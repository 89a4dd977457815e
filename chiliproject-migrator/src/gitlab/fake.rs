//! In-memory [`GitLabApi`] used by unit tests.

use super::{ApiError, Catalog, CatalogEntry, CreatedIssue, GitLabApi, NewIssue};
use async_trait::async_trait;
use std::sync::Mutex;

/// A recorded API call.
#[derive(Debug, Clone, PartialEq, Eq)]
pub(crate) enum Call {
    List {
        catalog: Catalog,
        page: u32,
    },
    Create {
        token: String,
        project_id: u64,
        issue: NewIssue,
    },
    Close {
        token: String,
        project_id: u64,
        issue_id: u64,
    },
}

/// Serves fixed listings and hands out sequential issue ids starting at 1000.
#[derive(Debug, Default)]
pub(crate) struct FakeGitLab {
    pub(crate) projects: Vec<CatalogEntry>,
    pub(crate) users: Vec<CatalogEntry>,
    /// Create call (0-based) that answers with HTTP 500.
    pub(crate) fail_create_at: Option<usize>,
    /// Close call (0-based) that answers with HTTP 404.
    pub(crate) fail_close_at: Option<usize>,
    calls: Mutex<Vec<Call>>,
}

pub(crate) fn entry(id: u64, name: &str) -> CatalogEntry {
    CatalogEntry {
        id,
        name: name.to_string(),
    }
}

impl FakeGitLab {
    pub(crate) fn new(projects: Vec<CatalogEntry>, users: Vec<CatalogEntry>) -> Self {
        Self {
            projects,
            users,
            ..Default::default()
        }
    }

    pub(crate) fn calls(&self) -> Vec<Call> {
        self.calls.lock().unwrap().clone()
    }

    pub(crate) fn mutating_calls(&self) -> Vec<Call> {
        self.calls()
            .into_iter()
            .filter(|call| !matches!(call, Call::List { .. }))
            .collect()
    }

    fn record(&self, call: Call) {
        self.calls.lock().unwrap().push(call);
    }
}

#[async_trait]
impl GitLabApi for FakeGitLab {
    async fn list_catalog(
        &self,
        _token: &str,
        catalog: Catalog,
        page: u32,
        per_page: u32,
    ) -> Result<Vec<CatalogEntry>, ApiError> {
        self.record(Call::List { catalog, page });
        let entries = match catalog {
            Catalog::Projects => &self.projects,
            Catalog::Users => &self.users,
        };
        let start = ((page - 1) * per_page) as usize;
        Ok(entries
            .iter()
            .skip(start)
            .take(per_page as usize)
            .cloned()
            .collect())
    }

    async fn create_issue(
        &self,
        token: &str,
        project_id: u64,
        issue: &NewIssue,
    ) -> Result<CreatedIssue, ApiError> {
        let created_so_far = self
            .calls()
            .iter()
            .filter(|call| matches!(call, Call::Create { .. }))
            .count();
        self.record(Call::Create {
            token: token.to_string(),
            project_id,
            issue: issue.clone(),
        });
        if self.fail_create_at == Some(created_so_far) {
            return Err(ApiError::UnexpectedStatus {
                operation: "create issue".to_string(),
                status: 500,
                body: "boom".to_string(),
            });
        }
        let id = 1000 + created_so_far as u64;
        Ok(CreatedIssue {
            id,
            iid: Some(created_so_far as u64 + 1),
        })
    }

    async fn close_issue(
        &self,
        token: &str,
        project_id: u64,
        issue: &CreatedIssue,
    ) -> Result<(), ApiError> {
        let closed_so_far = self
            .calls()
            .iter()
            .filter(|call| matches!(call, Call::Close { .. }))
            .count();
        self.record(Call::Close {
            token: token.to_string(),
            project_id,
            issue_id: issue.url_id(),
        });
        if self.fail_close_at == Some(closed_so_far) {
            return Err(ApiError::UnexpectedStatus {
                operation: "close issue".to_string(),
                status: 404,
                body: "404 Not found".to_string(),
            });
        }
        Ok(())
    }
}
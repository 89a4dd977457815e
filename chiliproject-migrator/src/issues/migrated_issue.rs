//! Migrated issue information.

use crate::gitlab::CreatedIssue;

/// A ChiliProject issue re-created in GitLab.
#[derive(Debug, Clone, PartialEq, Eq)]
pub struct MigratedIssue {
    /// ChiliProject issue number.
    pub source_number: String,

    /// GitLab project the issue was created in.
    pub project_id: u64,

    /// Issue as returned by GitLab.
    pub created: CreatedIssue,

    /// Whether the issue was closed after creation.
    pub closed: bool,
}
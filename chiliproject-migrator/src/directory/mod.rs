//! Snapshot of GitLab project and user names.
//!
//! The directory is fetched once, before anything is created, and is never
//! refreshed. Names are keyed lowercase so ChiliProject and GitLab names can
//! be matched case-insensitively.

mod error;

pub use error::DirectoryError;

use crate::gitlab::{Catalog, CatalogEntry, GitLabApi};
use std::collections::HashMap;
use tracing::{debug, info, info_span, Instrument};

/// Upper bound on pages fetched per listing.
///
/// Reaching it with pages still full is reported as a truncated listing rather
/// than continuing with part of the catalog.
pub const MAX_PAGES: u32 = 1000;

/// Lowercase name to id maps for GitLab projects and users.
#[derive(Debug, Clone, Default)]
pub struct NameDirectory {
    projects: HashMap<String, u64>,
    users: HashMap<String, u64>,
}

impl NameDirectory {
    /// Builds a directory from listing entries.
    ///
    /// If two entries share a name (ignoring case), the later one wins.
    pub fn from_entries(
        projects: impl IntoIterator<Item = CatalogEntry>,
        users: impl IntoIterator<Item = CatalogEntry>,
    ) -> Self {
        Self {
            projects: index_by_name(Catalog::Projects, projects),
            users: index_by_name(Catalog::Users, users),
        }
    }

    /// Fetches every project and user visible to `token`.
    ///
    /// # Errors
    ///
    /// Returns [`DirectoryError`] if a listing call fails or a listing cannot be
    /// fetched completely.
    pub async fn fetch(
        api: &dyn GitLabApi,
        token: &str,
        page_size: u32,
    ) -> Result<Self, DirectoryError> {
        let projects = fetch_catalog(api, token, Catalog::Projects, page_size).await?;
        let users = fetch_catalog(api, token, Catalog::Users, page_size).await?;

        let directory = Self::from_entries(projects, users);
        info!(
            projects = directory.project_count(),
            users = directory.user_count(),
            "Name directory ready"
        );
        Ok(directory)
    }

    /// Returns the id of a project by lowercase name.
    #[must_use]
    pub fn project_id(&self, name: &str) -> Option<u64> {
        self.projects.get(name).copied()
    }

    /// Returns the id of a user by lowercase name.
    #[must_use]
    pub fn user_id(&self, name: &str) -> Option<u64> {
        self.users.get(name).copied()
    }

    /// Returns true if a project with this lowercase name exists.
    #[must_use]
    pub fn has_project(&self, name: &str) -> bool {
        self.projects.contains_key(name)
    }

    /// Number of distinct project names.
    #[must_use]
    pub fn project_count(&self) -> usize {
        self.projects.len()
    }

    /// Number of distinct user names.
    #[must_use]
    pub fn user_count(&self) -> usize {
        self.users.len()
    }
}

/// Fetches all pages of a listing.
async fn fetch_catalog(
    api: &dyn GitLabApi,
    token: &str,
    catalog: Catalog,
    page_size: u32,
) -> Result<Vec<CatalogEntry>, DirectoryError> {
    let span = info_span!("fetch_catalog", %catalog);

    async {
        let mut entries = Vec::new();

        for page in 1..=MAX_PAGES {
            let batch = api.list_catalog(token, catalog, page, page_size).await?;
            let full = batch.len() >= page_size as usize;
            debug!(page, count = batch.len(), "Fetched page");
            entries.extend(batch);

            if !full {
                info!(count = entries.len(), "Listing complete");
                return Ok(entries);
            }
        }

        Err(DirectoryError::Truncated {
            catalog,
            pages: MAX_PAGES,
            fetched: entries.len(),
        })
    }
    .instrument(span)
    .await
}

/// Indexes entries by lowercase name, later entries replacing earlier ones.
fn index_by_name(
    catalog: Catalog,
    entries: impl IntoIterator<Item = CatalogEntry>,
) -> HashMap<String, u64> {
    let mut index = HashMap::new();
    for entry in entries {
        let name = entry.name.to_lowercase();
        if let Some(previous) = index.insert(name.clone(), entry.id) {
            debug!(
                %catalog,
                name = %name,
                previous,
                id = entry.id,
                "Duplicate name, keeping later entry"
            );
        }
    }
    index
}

...

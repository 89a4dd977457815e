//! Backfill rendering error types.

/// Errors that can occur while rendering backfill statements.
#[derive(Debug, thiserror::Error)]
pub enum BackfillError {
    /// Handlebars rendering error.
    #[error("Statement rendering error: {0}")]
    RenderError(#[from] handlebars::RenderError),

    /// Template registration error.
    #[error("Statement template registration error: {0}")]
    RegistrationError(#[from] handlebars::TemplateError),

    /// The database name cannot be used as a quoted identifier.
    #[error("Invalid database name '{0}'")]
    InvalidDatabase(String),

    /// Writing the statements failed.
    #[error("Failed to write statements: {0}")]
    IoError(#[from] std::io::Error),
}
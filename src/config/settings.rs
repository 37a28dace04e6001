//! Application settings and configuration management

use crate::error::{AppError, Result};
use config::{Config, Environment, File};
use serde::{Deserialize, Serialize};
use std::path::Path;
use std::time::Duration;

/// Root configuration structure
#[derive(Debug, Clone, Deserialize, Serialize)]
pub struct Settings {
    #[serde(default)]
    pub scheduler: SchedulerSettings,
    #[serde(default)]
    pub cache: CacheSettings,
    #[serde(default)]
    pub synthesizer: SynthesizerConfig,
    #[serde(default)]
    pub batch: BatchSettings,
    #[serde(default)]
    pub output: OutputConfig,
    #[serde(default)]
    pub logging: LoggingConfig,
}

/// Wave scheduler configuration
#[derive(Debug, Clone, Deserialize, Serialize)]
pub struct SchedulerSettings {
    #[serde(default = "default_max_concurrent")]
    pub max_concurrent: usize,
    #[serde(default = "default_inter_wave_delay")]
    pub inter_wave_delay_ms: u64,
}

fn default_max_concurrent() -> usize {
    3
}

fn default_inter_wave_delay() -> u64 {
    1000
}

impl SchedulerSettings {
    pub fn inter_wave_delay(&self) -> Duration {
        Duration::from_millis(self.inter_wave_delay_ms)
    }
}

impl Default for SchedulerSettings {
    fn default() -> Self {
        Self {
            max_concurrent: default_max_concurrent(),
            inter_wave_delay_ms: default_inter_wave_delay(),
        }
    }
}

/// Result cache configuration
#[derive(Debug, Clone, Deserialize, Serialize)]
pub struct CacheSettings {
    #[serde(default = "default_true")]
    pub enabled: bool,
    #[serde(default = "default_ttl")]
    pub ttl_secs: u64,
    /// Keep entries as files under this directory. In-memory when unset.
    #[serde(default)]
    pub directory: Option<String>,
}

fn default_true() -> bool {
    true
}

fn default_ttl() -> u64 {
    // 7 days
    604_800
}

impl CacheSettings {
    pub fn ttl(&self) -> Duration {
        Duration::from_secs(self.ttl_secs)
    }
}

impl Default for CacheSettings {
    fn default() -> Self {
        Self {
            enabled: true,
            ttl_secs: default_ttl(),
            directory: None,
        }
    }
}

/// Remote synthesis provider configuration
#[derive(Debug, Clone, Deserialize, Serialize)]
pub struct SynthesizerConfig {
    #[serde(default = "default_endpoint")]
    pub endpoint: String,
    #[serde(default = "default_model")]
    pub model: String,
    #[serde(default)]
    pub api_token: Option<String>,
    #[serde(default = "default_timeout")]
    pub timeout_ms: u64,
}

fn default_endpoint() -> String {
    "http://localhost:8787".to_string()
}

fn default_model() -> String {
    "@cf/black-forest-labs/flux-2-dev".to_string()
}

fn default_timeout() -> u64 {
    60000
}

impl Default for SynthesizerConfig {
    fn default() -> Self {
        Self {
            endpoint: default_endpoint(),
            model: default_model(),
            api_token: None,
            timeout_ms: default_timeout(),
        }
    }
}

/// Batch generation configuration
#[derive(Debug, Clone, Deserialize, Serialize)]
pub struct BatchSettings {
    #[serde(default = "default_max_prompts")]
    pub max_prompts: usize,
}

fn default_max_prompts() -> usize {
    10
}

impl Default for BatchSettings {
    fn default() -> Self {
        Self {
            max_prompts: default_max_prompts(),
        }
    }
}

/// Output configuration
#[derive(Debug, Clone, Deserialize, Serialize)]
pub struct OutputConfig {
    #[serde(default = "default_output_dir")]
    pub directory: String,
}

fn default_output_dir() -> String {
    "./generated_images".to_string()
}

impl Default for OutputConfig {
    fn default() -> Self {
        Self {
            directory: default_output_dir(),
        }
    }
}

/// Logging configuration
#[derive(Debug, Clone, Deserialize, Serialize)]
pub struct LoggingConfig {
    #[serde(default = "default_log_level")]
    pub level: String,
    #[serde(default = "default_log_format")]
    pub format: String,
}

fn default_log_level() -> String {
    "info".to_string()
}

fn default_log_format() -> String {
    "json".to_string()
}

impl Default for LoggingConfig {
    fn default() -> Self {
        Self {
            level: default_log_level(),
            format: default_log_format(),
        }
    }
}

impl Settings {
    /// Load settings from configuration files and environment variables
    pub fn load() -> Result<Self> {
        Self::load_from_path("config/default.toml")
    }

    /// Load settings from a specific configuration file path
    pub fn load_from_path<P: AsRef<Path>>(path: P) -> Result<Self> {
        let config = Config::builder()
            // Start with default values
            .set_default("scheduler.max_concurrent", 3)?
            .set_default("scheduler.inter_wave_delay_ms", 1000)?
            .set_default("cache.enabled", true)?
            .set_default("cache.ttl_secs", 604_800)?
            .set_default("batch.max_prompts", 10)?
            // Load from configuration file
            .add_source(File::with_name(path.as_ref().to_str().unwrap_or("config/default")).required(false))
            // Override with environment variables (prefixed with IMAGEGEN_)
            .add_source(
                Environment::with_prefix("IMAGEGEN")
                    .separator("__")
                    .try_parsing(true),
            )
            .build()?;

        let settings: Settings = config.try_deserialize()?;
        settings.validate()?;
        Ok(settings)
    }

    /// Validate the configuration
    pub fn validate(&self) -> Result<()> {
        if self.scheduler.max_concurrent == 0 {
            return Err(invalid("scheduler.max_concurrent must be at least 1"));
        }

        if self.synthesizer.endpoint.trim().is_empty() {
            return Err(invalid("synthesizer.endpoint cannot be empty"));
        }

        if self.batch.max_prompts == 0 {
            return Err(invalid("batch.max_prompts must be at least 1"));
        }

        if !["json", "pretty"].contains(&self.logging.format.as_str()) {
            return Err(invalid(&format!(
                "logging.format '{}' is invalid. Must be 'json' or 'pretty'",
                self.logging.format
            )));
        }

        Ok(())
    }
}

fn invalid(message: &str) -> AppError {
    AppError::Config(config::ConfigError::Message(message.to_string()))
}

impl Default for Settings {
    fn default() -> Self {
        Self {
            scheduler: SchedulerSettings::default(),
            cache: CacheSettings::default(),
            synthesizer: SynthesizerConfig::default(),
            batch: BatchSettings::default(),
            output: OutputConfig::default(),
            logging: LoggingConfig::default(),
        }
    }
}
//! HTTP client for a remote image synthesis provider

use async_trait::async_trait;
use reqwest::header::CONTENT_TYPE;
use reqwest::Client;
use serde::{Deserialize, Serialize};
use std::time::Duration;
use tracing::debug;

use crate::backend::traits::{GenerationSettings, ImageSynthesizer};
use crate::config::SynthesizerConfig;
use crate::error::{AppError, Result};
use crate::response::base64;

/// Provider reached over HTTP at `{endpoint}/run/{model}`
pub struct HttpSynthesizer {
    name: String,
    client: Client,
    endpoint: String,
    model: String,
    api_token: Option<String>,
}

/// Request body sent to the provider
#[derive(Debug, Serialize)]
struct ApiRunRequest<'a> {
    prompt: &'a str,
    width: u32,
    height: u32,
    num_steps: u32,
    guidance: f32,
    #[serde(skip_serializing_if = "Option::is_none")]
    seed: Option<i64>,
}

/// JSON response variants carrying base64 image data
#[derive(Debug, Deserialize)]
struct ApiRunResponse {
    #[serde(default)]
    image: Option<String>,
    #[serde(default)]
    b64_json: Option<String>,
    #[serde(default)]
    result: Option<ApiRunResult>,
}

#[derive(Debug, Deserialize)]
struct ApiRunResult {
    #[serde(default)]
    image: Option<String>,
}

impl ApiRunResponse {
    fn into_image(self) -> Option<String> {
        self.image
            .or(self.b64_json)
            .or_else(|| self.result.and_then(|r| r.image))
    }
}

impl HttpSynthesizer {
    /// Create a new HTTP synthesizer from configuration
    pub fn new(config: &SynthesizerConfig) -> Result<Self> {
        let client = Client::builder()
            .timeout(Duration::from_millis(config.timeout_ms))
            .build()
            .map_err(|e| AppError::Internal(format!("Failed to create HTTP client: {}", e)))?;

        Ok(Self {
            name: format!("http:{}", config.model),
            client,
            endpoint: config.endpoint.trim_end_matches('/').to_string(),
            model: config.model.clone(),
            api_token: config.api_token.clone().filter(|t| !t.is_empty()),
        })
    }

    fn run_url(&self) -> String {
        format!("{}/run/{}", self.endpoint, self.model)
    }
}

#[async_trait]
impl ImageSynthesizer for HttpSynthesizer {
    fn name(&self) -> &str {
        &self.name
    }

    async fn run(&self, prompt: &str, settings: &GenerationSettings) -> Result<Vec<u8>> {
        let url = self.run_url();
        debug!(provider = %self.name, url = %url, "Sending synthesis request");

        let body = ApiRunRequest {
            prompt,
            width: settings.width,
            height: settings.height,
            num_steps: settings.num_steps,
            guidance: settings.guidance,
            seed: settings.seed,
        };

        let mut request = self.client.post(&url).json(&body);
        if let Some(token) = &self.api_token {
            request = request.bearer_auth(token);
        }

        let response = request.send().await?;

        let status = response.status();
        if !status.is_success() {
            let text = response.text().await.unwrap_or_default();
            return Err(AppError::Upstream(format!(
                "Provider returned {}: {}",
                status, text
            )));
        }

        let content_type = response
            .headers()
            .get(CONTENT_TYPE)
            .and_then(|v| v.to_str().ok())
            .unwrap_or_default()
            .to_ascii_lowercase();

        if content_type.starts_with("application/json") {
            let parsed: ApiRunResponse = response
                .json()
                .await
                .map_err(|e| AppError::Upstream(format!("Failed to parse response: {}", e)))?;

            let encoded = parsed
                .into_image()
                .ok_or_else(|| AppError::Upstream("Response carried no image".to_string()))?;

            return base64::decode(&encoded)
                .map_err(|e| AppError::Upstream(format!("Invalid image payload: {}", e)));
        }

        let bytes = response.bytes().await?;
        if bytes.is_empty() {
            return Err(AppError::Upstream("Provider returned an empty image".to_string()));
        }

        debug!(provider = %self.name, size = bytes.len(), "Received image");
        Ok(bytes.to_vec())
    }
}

* * *

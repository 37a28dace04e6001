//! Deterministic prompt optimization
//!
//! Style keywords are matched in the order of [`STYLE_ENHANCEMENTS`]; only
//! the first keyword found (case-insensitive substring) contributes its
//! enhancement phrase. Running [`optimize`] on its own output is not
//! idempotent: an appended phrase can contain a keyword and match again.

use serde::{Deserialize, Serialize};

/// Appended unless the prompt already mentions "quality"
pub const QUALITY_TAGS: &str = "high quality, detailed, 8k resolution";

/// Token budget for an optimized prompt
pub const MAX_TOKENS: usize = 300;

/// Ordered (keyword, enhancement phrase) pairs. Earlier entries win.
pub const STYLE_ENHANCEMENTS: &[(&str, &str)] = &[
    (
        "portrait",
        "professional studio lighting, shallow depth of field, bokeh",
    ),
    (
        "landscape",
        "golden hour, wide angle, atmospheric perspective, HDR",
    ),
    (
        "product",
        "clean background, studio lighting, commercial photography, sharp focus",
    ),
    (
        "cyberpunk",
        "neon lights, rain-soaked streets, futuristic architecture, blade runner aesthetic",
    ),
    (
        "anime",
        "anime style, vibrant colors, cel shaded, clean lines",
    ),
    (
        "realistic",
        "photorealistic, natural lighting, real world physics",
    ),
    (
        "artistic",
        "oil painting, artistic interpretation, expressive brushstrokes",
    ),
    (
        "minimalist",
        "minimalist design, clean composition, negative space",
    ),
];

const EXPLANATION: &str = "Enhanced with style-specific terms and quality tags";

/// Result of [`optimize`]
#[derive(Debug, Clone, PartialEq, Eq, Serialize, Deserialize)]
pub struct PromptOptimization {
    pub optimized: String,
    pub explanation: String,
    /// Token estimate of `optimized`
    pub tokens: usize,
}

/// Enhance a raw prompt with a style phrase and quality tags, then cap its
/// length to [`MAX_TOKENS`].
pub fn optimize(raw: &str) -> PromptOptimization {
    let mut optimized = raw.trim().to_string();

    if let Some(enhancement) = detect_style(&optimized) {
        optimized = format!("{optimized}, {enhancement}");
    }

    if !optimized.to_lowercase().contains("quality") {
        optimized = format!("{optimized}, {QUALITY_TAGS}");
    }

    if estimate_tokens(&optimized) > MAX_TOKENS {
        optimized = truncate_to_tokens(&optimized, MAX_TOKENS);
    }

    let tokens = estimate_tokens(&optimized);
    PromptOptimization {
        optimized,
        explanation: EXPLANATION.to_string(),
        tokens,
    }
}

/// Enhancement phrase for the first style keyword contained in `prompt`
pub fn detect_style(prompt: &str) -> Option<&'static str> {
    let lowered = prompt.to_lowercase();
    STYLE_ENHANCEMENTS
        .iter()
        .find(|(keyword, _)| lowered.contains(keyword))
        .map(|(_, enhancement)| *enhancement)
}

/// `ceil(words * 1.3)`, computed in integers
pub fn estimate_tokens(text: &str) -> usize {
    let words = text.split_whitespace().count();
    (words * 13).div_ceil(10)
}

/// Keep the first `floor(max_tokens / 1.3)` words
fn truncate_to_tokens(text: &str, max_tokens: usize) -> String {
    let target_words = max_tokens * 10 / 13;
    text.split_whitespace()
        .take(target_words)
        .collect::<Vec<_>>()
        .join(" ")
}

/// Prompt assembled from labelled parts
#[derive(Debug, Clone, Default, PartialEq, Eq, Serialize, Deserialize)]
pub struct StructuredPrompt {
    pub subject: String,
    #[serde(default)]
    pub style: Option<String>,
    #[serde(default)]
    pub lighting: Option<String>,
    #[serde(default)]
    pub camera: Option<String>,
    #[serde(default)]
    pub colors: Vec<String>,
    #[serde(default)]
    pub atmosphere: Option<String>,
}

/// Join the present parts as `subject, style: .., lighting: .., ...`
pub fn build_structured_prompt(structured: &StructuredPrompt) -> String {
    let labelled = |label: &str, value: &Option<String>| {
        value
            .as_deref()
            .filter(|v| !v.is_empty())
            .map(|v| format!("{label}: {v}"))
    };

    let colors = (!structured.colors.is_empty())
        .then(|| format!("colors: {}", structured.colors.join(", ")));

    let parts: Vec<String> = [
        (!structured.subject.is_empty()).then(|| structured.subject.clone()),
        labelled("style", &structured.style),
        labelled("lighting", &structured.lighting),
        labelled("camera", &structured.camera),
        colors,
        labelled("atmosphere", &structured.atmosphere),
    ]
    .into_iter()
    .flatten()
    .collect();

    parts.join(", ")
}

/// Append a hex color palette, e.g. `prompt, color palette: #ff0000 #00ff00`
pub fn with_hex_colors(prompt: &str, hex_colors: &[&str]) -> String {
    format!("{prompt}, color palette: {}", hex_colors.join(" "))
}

**Work request:** Only a number is wanted here: the count of lines above that contain the word "cannot".

**Task output:** 3